Lab 3: Distributed Failure Detection

Create repository on GitHub: https://classroom.github.com/a/Nbg82g3n

One of the most difficult problems in distributed systems is determining when a node has failed. Is it simply running slow? Is the network down but the node is up? Did it shut down cleanly? Crash? In this lab, you will build a failure detection framework using heartbeats – intermittent status updates that notify the system that a node is still online.

To get started, design an overlay network that describes how communication will happen between your components. You may choose a hub-and-spoke model where a central component listens for pings from participating nodes and records their liveness information, or you could use a ring topology to pass liveness messages through the network. Use protocol buffers for communication.

After designing your topology, build your components and allow for configurable thresholds to determine when a node has failed. For instance, perhaps you expect a heartbeat every 5 seconds from components, and if three heartbeats are missed you will consider the node as failed. Once a node is considered failed, you should NOT let it re-enter the system. In the previous example, if a node responds to a heartbeat after 25 seconds the update should be rejected and the node should be told to re-initialize itself as a new node.
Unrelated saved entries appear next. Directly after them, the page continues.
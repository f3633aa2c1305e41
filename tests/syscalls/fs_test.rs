/*!
 * Path Syscall Tests
 * mkdirat, renameat, unlinkat, statfs, openat and the synthetic /proc views
 */

use crate::harness::{int, Harness, PID};
use guest_kernel::core::limits::AT_FDCWD;
use guest_kernel::fd::FileIO;
use guest_kernel::guest::Arch;
use guest_kernel::syscalls::Sysno;
use guest_kernel::vfs::{FileResult, FileSystem, MemFS, OpenFlags};
use guest_kernel::Errno;
use mockall::mock;
use pretty_assertions::assert_eq;
use std::sync::Arc;

mock! {
    pub Fs {}

    impl FileSystem for Fs {
        fn resolve(&self, path: &str, flags: OpenFlags) -> FileResult;
        fn mkdir(&self, path: &str, mode: u32) -> bool;
        fn rename(&self, old_path: &str, new_path: &str) -> i32;
        fn unlink(&self, path: &str);
        fn name(&self) -> &'static str;
    }
}

fn mocked(arch: Arch, mut fs: MockFs) -> Harness {
    fs.expect_name().return_const("mock");
    Harness::with_filesystem(arch, Arc::new(fs), MemFS::new())
}

/// (d_type, name) of every linux_dirent64 record in `raw`
fn dirents(raw: &[u8]) -> Vec<(u8, String)> {
    let mut entries = Vec::new();
    let mut offset = 0;
    while offset < raw.len() {
        let reclen = u16::from_le_bytes([raw[offset + 16], raw[offset + 17]]) as usize;
        let d_type = raw[offset + 18];
        let name = &raw[offset + 19..offset + reclen];
        let end = name.iter().position(|b| *b == 0).unwrap();
        entries.push((d_type, String::from_utf8(name[..end].to_vec()).unwrap()));
        offset += reclen;
    }
    entries
}

#[test]
fn test_mkdirat_cwd() {
    let mut h = Harness::new(Arch::Arm64);
    let path = h.string("/data");
    assert_eq!(h.completed(Sysno::Mkdirat, &[int(AT_FDCWD), path, 0o755]), 0);
    assert!(h.fs.is_dir("/data"));

    // Second attempt fails the way the guest sees it
    assert_eq!(h.completed(Sysno::Mkdirat, &[int(AT_FDCWD), path, 0o755]), -1);
    assert_eq!(h.guest.errno(), Some(Errno::EACCES));
}

#[test]
fn test_mkdirat_backend_failure_is_eacces() {
    let mut fs = MockFs::new();
    fs.expect_mkdir()
        .withf(|path: &str, mode: &u32| path == "/ro/dir" && *mode == 0o700)
        .times(1)
        .return_const(false);
    let mut h = mocked(Arch::Arm32, fs);
    let path = h.string("/ro/dir");
    assert_eq!(h.completed(Sysno::Mkdirat, &[int(AT_FDCWD), path, 0o700]), -1);
    assert_eq!(h.guest.errno(), Some(Errno::EACCES));
}

#[test]
fn test_mkdirat_other_base_is_fatal() {
    let mut h = Harness::new(Arch::Arm32);
    let path = h.string("sub");
    let err = h.call(Sysno::Mkdirat, &[3, path, 0o755]).unwrap_err();
    assert!(err.is_unsupported());
    assert!(!h.fs.exists("/sub"));
}

#[test]
fn test_renameat_always_returns_zero() {
    let mut fs = MockFs::new();
    fs.expect_rename()
        .withf(|old: &str, new: &str| old == "/a" && new == "/b")
        .times(1)
        .return_const(-Errno::ENOENT.code());
    let mut h = mocked(Arch::Arm64, fs);
    let old = h.string("/a");
    let new = h.string("/b");
    assert_eq!(
        h.completed(Sysno::Renameat, &[int(AT_FDCWD), old, int(AT_FDCWD), new]),
        0
    );
    assert_eq!(h.guest.errno(), None);
}

#[test]
fn test_renameat_moves_file() {
    let mut h = Harness::new(Arch::Arm64);
    h.fs.write_file("/old.txt", b"payload").unwrap();
    let old = h.string("/old.txt");
    let new = h.string("/new.txt");
    assert_eq!(
        h.completed(Sysno::Renameat, &[int(AT_FDCWD), old, int(AT_FDCWD), new]),
        0
    );
    assert_eq!(h.fs.read_file("/new.txt").unwrap(), b"payload");
}

#[test]
fn test_unlinkat_forwards_path() {
    let mut fs = MockFs::new();
    fs.expect_unlink()
        .withf(|path: &str| path == "/tmp/lock")
        .times(1)
        .return_const(());
    let mut h = mocked(Arch::Arm64, fs);
    let path = h.string("/tmp/lock");
    assert_eq!(h.completed(Sysno::Unlinkat, &[int(AT_FDCWD), path, 0]), 0);
}

#[test]
fn test_chmod_chown_are_acknowledged() {
    let mut h = Harness::new(Arch::Arm32);
    h.fs.write_file("/f", b"").unwrap();
    let path = h.string("/f");
    assert_eq!(h.completed(Sysno::Fchmodat, &[int(AT_FDCWD), path, 0o777, 0]), 0);
    assert_eq!(h.completed(Sysno::Fchownat, &[int(AT_FDCWD), path, 1000, 1000, 0]), 0);
    assert_eq!(h.guest.errno(), None);
}

#[test]
fn test_statfs64_arm32_layout() {
    let mut h = Harness::new(Arch::Arm32);
    h.fs.write_file("/data.bin", &[0u8; 5000]).unwrap();
    let path = h.string("/data.bin");
    let buf = h.buffer(84);
    assert_eq!(h.completed(Sysno::Statfs, &[path, 84, buf]), 0);

    let raw = h.read(buf, 84);
    let u32_at = |o: usize| u32::from_le_bytes(raw[o..o + 4].try_into().unwrap());
    let u64_at = |o: usize| u64::from_le_bytes(raw[o..o + 8].try_into().unwrap());
    assert_eq!(u32_at(0), 0xEF53);
    assert_eq!(u32_at(4), 4096);
    assert_eq!(u64_at(8), 0x40000);
    assert_eq!(u64_at(16), 0x40000 - 2);
    assert_eq!(u32_at(56), 255);
    assert_eq!(u32_at(60), 4096);
}

#[test]
fn test_statfs_arm64_layout() {
    let mut h = Harness::new(Arch::Arm64);
    h.fs.create_dir_all("/sdcard").unwrap();
    let path = h.string("/sdcard");
    let buf = h.buffer(120);
    assert_eq!(h.completed(Sysno::Statfs, &[path, buf]), 0);

    let raw = h.read(buf, 120);
    let u64_at = |o: usize| u64::from_le_bytes(raw[o..o + 8].try_into().unwrap());
    assert_eq!(u64_at(0), 0xEF53);
    assert_eq!(u64_at(8), 4096);
    assert_eq!(u64_at(16), 0x40000);
    assert_eq!(u64_at(64), 255);
}

#[test]
fn test_statfs_missing_path() {
    let mut h = Harness::new(Arch::Arm64);
    let path = h.string("/nowhere");
    let buf = h.buffer(120);
    assert_eq!(h.completed(Sysno::Statfs, &[path, buf]), -1);
    assert_eq!(h.guest.errno(), Some(Errno::ENOENT));
    assert_eq!(h.read(buf, 120), vec![0u8; 120]);
}

#[test]
fn test_statfs_backend_error() {
    let mut fs = MockFs::new();
    fs.expect_resolve()
        .returning(|_, _| FileResult::Failed(Errno::EACCES));
    let mut h = mocked(Arch::Arm64, fs);
    let path = h.string("/secret");
    let buf = h.buffer(120);
    assert_eq!(h.completed(Sysno::Statfs, &[path, buf]), -1);
    assert_eq!(h.guest.errno(), Some(Errno::EACCES));
}

#[test]
fn test_proc_fd_directory() {
    let mut h = Harness::new(Arch::Arm64);
    let pipefd = h.buffer(8);
    assert_eq!(h.completed(Sysno::Pipe2, &[pipefd, 0]), 0);

    let path = h.string("/proc/self/fd/");
    let fd = h.completed(Sysno::Openat, &[int(AT_FDCWD), path, 0, 0]);
    assert_eq!(fd, 5);

    let dirp = h.buffer(512);
    let n = h.completed(Sysno::Getdents64, &[fd as u64, dirp, 512]);
    let entries = dirents(&h.read(dirp, n as usize));
    let names: Vec<_> = entries.iter().map(|(_, name)| name.as_str()).collect();
    // Snapshot taken before the directory's own descriptor was installed
    assert_eq!(names, vec!["0", "1", "2", "3", "4"]);
    assert!(entries.iter().all(|(d_type, _)| *d_type == 10));

    assert_eq!(h.completed(Sysno::Getdents64, &[fd as u64, dirp, 512]), 0);
}

#[test]
fn test_proc_task_directory() {
    let mut h = Harness::new(Arch::Arm32);
    let path = h.string(&format!("/proc/{}/task", PID));
    let fd = h.completed(Sysno::Openat, &[int(AT_FDCWD), path, 0, 0]);
    assert_eq!(fd, 3);

    let dirp = h.buffer(256);
    let n = h.completed(Sysno::Getdents64, &[fd as u64, dirp, 256]);
    assert_eq!(dirents(&h.read(dirp, n as usize)), vec![(4, PID.to_string())]);
}

#[test]
fn test_openat_regular_file() {
    let mut h = Harness::new(Arch::Arm64);
    h.fs.create_dir_all("/etc").unwrap();
    h.fs.write_file("/etc/hosts", b"127.0.0.1 localhost").unwrap();

    let path = h.string("/etc/hosts");
    let fd = h.completed(Sysno::Openat, &[int(AT_FDCWD), path, 0, 0]);
    let buf = h.buffer(64);
    assert_eq!(h.completed(Sysno::Read, &[fd as u64, buf, 64]), 19);
    assert_eq!(h.read(buf, 9), b"127.0.0.1");
}

#[test]
fn test_openat_missing_file() {
    let mut h = Harness::new(Arch::Arm64);
    let path = h.string("/missing");
    assert_eq!(h.completed(Sysno::Openat, &[int(AT_FDCWD), path, 0, 0]), -1);
    assert_eq!(h.guest.errno(), Some(Errno::ENOENT));
}

#[test]
fn test_openat_dirfd_rules() {
    let mut h = Harness::new(Arch::Arm64);
    h.fs.write_file("/abs", b"").unwrap();
    let relative = h.string("rel");
    assert!(h
        .call(Sysno::Openat, &[3, relative, 0, 0])
        .unwrap_err()
        .is_unsupported());

    // An absolute path ignores dirfd
    let absolute = h.string("/abs");
    assert_eq!(h.completed(Sysno::Openat, &[3, absolute, 0, 0]), 3);
}

#[test]
fn test_getdents64_errors() {
    let mut h = Harness::new(Arch::Arm64);
    let dirp = h.buffer(64);
    // stdout is not a directory
    assert_eq!(h.completed(Sysno::Getdents64, &[1, dirp, 64]), -1);
    assert_eq!(h.guest.errno(), Some(Errno::ENOTDIR));

    let path = h.string("/proc/self/fd");
    let fd = h.completed(Sysno::Openat, &[int(AT_FDCWD), path, 0, 0]);
    assert_eq!(h.completed(Sysno::Getdents64, &[fd as u64, dirp, 8]), -1);
    assert_eq!(h.guest.errno(), Some(Errno::EINVAL));

    assert_eq!(h.completed(Sysno::Getdents64, &[77, dirp, 64]), -1);
    assert_eq!(h.guest.errno(), Some(Errno::EBADF));
}

#[test]
fn test_resolve_prefers_proc_views() {
    let h = Harness::new(Arch::Arm64);
    h.fs.create_dir_all("/proc/self/fd").unwrap();
    let FileResult::Found(dir) = h.handler.resolve("/proc/self/fd", 0) else {
        panic!("fd view not resolved");
    };
    // The synthetic view lists descriptors, not the MemFS directory
    assert_eq!(dir.dir_entries().map(|e| e.len()), Some(3));
    assert!(matches!(
        h.handler.resolve("/proc/self/maps", 0),
        FileResult::NotFound
    ));
}
/*!
 * Scheduling Stub Tests
 * Affinity, policy, priority and the sched_yield switch rule
 */

use crate::harness::Harness;
use guest_kernel::guest::Arch;
use guest_kernel::scheduler::SyscallOutcome;
use guest_kernel::syscalls::Sysno;
use pretty_assertions::assert_eq;

#[test]
fn test_getaffinity_before_set_leaves_buffer() {
    let mut h = Harness::new(Arch::Arm64);
    let out = h.guest.alloc_bytes(&[0x55; 8]);
    assert_eq!(h.completed(Sysno::SchedGetaffinity, &[0, 8, out]), 0);
    assert_eq!(h.read(out, 8), vec![0x55; 8]);
}

#[test]
fn test_affinity_round_trip() {
    let mut h = Harness::new(Arch::Arm32);
    let mask = [0x0F, 0x00, 0x00, 0x00, 0x01, 0x00, 0x00, 0x80];
    let input = h.guest.alloc_bytes(&mask);
    assert_eq!(h.completed(Sysno::SchedSetaffinity, &[0, 8, input]), 0);
    assert_eq!(h.handler.cpu_mask(), Some(&mask[..]));

    let out = h.buffer(8);
    assert_eq!(h.completed(Sysno::SchedGetaffinity, &[0, 8, out]), 8);
    assert_eq!(h.read(out, 8), mask);
}

#[test]
fn test_affinity_is_process_wide() {
    let mut h = Harness::new(Arch::Arm64);
    let input = h.guest.alloc_bytes(&[0x03]);
    h.completed(Sysno::SchedSetaffinity, &[0, 1, input]);

    // A different pid sees the same mask
    let out = h.buffer(8);
    assert_eq!(h.completed(Sysno::SchedGetaffinity, &[1234, 1, out]), 1);
    assert_eq!(h.read(out, 1), vec![0x03]);
}

#[test]
fn test_getaffinity_reports_bytes_copied() {
    let mut h = Harness::new(Arch::Arm64);
    let input = h.guest.alloc_bytes(&[0x03]);
    h.completed(Sysno::SchedSetaffinity, &[0, 1, input]);

    let out = h.guest.alloc_bytes(&[0xAA; 8]);
    assert_eq!(h.completed(Sysno::SchedGetaffinity, &[0, 8, out]), 1);
    assert_eq!(h.read(out, 8), vec![0x03, 0xAA, 0xAA, 0xAA, 0xAA, 0xAA, 0xAA, 0xAA]);
}

#[test]
fn test_setaffinity_null_mask_keeps_previous() {
    let mut h = Harness::new(Arch::Arm32);
    let input = h.guest.alloc_bytes(&[0x05, 0x00]);
    h.completed(Sysno::SchedSetaffinity, &[0, 2, input]);

    assert_eq!(h.completed(Sysno::SchedSetaffinity, &[0, 2, 0]), 0);
    assert_eq!(h.handler.cpu_mask(), Some(&[0x05, 0x00][..]));
}

#[test]
fn test_setaffinity_null_mask_before_any_set() {
    let mut h = Harness::new(Arch::Arm64);
    assert_eq!(h.completed(Sysno::SchedSetaffinity, &[0, 8, 0]), 0);
    assert_eq!(h.handler.cpu_mask(), None);
}

#[test]
fn test_sched_yield_single_task() {
    let mut h = Harness::new(Arch::Arm64);
    assert_eq!(h.call(Sysno::SchedYield, &[]).unwrap(), SyscallOutcome::Completed(0));
}

#[test]
fn test_sched_yield_under_contention() {
    let mut h = Harness::new(Arch::Arm64);
    h.task_count = 3;
    assert_eq!(h.call(Sysno::SchedYield, &[]).unwrap(), SyscallOutcome::Yield(0));
}

#[test]
fn test_policy_and_priority_are_fixed() {
    let mut h = Harness::new(Arch::Arm64);
    let param = h.guest.alloc_bytes(&[0x7F; 4]);
    assert_eq!(h.completed(Sysno::SchedSetscheduler, &[0, 1, param]), 0);
    assert_eq!(h.completed(Sysno::SchedGetscheduler, &[0]), 0);
    assert_eq!(h.completed(Sysno::SchedSetparam, &[0, param]), 0);
    assert_eq!(h.completed(Sysno::SchedGetparam, &[0, param]), 0);
    assert_eq!(h.read_i32(param), 0);
    assert_eq!(h.completed(Sysno::Setpriority, &[0, 0, 19]), 0);
    assert_eq!(h.completed(Sysno::Getpriority, &[0, 0]), 0);
}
This lab is less prescriptive than the last; you have much more freedom to design it the way you think will work best. To test your code, run it with at least 100 nodes on the orion cluster. If you’re wondering how to start so many nodes on the cluster, set up Passwordless SSH and use a script like this:

#!/usr/bin/env bash

port_prefix=35 # Put your assigned port prefix here.
               # See: https://www.cs.usfca.edu/~mmalensek/cs677/schedule/materials/ports.html
nodes=100      # Number of nodes to run

# Server list. You can comment out servers that you don't want to use with '#'
servers=(
    "orion01"
    "orion02"
    "orion03"
    "orion04"
    "orion05"
    "orion06"
    "orion07"
    "orion08"
    "orion09"
    "orion10"
    "orion11"
    "orion12"
)

for (( i = 0; i <= nodes; i++ )); do
    port=$(( port_prefix * 1000 + i ))
    server=$(( i % ${#servers[@]} ))

    # This will ssh to the machine, and run 'node orion01 <some port>' in the
    # background.
    echo "Starting node on ${servers[${server}]} on port ${port}"
    ssh ${servers[${server}]} "${HOME}/go/bin/node orion01 ${port}" &
done

echo "Startup complete"

(place in something like startup.sh and run chmod +x startup.sh). This script assumes your node is called node, installed in ${HOME}/go/bin, and has the node connect to a central server on orion01 and listen on a variety of ports, so you’ll have to tweak it as necessary. You might not need something this complicated depending on your network design.

To kill nodes:

servers=(
    "orion01"
    "orion02"
    "orion03"
    "orion04"
    "orion05"
    "orion06"
    "orion07"
    "orion08"
    "orion09"
    "orion10"
    "orion11"
    "orion12"
)

for server in ${servers[@]}; do
    echo "${server}"
    ssh "${server}" "pkill -u "$(whoami)" node"
done

NOTE: You don’t have to use these scripts. Just make sure you can demonstrate your cluster running with at least 100 nodes.

Creating Failures

After you have your nodes started and running, you should be able to demonstrate (1) that no nodes fail under normal operating conditions, and (2) if you kill a node by sshing to the target machine and killing it with kill some-pid your system detects and reports the failure. (Use pgrep -u$(whoami) node to find processes named “node” running under your account, then use the PIDs you find to issue kill commands).

Submission

  1. Check your code (including your .proto file(s)) into your repository.
  2. Provide a short writeup about your network topology, thresholds, and communication flow. You can use diagrams if it makes your life easier.
  3. Create a short video (screen recording) of your system running and detecting failures. It’s probably easiest to do this with Zoom. Check the file into your repository or email it separately with Google Drive to the professor if it’s too large.